(Stored items)
---*---

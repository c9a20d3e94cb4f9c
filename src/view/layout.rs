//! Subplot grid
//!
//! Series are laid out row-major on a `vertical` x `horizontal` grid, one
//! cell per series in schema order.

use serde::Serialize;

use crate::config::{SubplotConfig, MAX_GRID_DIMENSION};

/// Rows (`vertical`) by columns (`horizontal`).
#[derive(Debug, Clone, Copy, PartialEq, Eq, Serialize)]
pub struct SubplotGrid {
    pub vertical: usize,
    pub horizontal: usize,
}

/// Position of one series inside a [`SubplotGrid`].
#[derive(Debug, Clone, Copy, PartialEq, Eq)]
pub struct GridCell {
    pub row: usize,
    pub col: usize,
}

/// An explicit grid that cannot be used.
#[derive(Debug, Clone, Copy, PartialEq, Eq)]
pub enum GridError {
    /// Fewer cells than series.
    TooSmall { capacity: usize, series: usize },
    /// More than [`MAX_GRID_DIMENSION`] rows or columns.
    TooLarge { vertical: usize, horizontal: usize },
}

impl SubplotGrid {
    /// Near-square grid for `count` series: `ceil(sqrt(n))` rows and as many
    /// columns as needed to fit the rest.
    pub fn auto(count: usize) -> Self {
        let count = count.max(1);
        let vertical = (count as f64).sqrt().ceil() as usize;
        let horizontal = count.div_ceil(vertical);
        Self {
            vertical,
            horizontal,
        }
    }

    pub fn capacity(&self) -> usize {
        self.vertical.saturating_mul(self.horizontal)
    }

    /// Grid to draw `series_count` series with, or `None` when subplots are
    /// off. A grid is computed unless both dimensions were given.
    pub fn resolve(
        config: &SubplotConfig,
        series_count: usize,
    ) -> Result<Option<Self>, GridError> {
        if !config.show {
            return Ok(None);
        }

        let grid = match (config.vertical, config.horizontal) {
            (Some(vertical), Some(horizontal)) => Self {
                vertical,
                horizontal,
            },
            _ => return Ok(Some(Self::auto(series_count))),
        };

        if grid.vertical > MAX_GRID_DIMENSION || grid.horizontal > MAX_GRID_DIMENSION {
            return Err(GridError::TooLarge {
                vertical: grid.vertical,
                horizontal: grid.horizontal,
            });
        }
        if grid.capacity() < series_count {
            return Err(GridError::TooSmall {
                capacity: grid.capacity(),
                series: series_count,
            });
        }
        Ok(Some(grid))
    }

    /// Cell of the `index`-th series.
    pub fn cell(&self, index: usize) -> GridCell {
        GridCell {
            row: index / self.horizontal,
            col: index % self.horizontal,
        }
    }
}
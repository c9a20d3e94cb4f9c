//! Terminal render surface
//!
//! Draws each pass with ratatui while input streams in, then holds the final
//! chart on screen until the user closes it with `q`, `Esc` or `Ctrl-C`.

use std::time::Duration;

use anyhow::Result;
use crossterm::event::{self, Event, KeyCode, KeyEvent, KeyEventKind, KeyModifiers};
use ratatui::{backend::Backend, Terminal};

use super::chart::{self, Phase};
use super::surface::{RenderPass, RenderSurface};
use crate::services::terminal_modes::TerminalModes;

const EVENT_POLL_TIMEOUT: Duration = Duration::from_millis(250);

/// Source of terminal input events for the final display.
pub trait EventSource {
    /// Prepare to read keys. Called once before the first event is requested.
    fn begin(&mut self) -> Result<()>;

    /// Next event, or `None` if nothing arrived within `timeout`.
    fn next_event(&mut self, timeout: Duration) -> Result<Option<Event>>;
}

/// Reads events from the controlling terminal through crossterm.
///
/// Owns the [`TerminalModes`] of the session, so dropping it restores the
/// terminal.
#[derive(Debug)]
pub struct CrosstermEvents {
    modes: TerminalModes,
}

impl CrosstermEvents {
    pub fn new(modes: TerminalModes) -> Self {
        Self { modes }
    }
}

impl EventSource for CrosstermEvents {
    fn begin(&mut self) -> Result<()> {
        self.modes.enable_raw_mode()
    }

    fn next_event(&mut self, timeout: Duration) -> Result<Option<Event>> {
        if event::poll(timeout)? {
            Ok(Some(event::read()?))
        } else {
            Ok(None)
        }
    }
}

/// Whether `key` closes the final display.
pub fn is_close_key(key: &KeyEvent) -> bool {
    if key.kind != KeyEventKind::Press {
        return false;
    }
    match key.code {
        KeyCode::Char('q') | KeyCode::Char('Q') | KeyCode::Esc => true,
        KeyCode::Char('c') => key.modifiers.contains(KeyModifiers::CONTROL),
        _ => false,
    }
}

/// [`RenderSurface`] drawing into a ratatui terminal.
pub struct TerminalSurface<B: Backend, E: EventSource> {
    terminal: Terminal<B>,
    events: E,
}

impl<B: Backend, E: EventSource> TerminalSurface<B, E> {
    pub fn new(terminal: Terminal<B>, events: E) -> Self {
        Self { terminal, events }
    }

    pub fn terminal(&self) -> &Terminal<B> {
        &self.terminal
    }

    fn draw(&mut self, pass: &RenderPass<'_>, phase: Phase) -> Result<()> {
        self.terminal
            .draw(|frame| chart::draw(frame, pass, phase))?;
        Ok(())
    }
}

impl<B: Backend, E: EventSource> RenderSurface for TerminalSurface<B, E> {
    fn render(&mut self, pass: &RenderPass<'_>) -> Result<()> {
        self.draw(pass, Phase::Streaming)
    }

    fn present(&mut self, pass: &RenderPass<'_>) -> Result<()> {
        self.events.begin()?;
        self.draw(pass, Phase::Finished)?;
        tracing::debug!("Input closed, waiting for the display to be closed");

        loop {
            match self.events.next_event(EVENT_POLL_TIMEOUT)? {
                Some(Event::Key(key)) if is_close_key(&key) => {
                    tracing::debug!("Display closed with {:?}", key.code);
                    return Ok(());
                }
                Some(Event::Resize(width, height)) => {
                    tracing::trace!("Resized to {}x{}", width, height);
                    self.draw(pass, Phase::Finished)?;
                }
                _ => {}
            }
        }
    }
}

---*---

WORK INSTRUCTIONS → Would you print exactly, and only, the lines of the data above from the line with "pub fn new(terminal: Terminal<B>, events: E)" through the line with "impl<B: Backend, E: EventSource> RenderSurface", inclusive?

ANSWER TO THE EXERCISE →
    pub fn new(terminal: Terminal<B>, events: E) -> Self {
        Self { terminal, events }
    }

    pub fn terminal(&self) -> &Terminal<B> {
        &self.terminal
    }

    fn draw(&mut self, pass: &RenderPass<'_>, phase: Phase) -> Result<()> {
        self.terminal
            .draw(|frame| chart::draw(frame, pass, phase))?;
        Ok(())
    }
}

impl<B: Backend, E: EventSource> RenderSurface for TerminalSurface<B, E> {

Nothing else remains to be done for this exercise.